§ What you will do
Report back every line below that carries the word "false".

§ Data records
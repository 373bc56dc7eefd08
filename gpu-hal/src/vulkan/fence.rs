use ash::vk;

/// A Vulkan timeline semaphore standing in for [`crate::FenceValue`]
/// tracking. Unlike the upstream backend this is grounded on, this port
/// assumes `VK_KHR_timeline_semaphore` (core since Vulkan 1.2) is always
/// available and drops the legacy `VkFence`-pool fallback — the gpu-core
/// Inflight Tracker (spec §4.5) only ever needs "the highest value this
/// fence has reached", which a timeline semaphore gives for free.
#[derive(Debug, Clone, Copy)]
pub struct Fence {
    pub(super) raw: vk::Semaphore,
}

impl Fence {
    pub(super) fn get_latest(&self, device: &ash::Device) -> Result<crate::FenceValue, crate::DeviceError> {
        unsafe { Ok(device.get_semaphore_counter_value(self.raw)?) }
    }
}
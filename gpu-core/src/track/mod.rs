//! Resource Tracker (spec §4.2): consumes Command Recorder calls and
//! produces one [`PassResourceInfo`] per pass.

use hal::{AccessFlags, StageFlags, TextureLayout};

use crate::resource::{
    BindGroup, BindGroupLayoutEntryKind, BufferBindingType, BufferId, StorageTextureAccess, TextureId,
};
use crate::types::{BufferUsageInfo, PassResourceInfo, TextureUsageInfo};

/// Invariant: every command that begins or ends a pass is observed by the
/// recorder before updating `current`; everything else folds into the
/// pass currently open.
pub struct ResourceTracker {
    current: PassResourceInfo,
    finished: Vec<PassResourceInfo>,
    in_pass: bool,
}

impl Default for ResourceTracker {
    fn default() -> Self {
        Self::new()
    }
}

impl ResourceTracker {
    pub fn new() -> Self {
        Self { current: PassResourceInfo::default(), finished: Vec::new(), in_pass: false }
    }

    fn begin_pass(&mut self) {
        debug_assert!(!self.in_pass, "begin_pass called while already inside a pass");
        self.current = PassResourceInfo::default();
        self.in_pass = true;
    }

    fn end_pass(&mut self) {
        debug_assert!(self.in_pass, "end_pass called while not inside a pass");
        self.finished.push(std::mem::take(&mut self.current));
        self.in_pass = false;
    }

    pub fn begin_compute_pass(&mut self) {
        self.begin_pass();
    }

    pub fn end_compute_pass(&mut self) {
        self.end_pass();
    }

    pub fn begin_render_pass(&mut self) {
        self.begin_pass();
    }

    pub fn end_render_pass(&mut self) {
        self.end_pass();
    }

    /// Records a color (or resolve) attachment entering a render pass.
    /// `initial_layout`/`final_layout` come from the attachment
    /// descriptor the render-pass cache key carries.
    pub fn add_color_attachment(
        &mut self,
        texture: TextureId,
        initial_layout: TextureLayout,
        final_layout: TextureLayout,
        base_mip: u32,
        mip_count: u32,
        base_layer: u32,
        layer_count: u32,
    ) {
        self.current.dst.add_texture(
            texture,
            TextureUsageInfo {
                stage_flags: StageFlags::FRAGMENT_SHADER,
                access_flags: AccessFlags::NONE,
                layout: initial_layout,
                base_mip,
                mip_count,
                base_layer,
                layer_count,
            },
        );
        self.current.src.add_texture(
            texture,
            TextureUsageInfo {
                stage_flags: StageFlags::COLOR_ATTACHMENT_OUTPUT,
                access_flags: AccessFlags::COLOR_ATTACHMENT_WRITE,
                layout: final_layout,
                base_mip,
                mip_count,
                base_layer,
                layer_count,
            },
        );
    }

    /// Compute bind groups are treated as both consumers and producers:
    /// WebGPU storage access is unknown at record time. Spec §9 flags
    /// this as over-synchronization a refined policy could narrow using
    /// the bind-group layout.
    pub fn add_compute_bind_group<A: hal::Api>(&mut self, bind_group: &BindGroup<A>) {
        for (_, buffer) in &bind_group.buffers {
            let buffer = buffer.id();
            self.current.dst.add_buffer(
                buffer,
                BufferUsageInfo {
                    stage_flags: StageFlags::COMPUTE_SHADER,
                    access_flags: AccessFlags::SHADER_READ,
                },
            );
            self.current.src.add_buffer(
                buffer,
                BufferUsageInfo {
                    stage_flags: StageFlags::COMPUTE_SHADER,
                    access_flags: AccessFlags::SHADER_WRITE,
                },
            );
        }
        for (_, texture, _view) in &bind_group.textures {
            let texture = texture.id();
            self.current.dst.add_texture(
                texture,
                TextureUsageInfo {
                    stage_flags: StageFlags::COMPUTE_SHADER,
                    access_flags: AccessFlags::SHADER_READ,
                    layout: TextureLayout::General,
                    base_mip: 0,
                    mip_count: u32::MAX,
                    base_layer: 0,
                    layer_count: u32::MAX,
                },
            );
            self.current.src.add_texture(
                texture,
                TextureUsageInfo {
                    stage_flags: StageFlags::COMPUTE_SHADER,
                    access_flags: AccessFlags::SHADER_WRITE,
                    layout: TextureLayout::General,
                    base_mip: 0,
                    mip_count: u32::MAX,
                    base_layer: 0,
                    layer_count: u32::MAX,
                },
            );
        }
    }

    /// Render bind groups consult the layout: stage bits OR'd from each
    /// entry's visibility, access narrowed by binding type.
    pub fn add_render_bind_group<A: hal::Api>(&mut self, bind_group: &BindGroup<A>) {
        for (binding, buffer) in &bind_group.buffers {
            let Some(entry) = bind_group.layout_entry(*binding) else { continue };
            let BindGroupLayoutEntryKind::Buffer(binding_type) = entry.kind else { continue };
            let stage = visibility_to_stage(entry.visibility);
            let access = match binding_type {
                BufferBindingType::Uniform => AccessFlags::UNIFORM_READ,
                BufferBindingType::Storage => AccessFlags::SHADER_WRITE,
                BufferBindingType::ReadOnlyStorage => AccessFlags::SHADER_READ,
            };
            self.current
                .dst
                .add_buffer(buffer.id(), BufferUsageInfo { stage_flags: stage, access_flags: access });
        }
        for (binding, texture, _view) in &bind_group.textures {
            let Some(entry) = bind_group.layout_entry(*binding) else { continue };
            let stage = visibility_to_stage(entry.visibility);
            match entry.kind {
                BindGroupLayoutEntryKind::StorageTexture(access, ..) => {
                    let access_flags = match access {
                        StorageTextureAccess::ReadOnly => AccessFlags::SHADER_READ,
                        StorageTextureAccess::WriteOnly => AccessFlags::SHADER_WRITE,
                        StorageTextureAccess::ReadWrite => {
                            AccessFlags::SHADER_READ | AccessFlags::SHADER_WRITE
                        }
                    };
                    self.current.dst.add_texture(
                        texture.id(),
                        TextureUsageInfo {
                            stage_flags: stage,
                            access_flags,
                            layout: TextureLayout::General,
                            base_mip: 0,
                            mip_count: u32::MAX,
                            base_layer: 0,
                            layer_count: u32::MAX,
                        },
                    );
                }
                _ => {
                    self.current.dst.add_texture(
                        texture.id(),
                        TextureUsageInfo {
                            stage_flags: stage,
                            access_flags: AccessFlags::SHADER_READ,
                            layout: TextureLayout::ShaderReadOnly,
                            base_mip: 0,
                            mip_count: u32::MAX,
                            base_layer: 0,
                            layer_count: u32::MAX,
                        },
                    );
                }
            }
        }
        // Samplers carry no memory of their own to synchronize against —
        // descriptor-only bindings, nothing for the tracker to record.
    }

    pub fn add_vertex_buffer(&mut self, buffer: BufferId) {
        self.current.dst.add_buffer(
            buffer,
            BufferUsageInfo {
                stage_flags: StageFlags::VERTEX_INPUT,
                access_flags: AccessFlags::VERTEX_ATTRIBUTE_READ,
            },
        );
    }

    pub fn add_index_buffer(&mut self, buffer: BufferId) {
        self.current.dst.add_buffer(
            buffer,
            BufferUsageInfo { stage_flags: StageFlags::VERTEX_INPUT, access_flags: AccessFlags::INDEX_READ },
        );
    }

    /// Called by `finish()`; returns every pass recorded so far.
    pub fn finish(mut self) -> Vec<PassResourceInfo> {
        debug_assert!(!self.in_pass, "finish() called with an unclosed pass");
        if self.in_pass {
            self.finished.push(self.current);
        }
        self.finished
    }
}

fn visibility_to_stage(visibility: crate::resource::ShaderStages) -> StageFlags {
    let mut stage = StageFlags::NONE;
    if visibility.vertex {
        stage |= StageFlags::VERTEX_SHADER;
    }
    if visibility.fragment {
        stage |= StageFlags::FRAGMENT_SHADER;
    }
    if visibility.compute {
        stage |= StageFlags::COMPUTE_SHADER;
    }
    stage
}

==

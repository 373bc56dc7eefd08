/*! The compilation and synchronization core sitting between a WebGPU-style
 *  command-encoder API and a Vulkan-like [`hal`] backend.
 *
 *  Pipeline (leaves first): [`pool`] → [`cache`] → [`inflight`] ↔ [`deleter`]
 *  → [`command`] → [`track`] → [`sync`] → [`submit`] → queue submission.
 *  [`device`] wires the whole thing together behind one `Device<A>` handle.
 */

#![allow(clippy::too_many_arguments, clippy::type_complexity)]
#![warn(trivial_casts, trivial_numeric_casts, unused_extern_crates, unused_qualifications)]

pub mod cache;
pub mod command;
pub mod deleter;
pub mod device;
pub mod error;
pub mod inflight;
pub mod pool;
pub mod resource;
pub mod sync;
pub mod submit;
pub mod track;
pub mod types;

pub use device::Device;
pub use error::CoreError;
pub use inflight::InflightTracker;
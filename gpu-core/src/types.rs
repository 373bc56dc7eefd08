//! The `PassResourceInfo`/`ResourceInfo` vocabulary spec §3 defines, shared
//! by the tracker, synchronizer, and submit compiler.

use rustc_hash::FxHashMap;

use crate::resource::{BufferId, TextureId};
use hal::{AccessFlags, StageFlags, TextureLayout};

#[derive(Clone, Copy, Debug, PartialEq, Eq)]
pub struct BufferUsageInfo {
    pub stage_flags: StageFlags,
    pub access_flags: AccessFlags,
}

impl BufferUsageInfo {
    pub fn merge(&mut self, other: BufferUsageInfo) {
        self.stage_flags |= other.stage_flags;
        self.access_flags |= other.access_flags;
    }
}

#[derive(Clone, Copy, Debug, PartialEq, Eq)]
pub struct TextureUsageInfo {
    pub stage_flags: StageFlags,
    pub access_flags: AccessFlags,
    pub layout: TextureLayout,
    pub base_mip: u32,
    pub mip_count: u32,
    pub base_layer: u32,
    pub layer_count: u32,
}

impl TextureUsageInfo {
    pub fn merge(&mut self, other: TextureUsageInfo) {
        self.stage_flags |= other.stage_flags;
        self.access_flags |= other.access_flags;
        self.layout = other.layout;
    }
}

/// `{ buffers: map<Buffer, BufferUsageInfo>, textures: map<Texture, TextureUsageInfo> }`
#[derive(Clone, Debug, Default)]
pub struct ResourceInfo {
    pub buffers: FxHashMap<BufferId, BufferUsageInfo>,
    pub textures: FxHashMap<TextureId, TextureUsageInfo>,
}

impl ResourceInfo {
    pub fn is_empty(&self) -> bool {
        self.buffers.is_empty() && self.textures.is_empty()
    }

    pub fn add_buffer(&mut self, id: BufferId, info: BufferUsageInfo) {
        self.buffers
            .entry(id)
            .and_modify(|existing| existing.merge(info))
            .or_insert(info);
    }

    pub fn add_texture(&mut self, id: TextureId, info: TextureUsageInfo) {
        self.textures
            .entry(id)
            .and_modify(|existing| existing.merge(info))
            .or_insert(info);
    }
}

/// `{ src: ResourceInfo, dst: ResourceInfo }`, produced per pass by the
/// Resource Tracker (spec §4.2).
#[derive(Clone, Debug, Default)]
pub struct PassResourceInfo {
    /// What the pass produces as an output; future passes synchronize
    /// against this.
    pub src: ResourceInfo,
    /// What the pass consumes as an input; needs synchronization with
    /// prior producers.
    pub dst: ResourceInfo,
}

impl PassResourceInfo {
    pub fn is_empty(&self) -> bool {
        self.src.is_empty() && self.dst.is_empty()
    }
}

* * *

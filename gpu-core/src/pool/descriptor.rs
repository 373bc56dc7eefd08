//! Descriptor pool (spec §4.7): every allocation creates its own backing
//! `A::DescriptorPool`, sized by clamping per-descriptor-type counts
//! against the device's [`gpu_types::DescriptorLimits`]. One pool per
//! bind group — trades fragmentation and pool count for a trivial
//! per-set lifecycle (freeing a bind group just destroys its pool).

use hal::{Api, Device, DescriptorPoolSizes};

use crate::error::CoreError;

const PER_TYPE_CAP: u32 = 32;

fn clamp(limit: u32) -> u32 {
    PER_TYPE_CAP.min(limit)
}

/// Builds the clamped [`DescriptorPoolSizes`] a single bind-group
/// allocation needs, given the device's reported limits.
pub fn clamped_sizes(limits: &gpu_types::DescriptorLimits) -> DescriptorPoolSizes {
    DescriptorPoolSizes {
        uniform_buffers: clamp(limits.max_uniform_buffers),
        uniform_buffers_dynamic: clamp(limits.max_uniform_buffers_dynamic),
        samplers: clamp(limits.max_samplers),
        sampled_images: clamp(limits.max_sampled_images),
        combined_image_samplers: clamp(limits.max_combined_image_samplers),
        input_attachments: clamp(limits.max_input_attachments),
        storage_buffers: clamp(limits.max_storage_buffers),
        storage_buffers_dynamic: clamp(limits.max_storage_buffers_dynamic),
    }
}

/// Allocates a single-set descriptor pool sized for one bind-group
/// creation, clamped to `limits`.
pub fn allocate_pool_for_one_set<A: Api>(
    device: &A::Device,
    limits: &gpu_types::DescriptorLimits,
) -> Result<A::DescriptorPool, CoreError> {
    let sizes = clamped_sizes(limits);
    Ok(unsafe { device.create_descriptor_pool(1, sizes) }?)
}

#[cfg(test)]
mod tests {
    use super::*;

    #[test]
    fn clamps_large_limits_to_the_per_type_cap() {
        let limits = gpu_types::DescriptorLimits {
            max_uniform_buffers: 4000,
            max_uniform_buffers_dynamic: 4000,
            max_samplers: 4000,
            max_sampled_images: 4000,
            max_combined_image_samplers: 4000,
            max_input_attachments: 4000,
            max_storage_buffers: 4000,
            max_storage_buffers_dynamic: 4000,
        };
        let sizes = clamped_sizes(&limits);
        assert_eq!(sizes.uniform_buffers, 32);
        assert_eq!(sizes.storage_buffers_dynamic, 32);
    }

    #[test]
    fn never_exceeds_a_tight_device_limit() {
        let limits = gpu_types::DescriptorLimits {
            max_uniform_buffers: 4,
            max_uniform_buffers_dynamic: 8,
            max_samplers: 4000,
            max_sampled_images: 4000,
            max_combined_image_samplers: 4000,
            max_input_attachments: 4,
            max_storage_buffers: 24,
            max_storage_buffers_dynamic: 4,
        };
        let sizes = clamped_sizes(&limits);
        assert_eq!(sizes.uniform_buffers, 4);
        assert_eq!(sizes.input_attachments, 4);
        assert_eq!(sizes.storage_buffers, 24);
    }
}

§ Solution below
        Self { current: PassResourceInfo::default(), finished: Vec::new(), in_pass: false }
        self.in_pass = false;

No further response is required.